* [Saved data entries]
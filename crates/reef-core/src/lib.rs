//! Core types and utilities for the Reef discrete-event grid simulation.

pub mod types;
pub mod config;
pub mod error;

pub use error::{Error, Result};
pub use types::*;
pub use config::*;
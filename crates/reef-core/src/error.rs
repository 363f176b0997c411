//! Error types for the simulation.

use crate::types::{EntityId, EntityKind, Point};
use thiserror::Error;

pub type Result<T> = std::result::Result<T, Error>;

#[derive(Error, Debug)]
pub enum Error {
    #[error("IO error: {0}")]
    Io(#[from] std::io::Error),

    #[error("Serialization error: {0}")]
    Serialization(String),

    #[error("Configuration error: {0}")]
    Config(String),

    #[error("Validation error: {0}")]
    Validation(String),

    #[error("Position occupied: {position}")]
    OccupiedCell { position: Point },

    #[error("Position out of bounds: {position}")]
    OutOfBounds { position: Point },

    #[error("Unknown entity: {0}")]
    UnknownEntity(EntityId),

    #[error("Event fired for removed entity: {0}")]
    DanglingEvent(EntityId),

    #[error("Activity not supported for {0}")]
    UnsupportedActivity(EntityKind),
}

impl From<serde_json::Error> for Error {
    fn from(err: serde_json::Error) -> Self {
        Error::Serialization(err.to_string())
    }
}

* [EXERCISE] For the records above, give the number of lines that include the string "EntityId", with nothing added.

* [EXPECTED OUTPUT] 3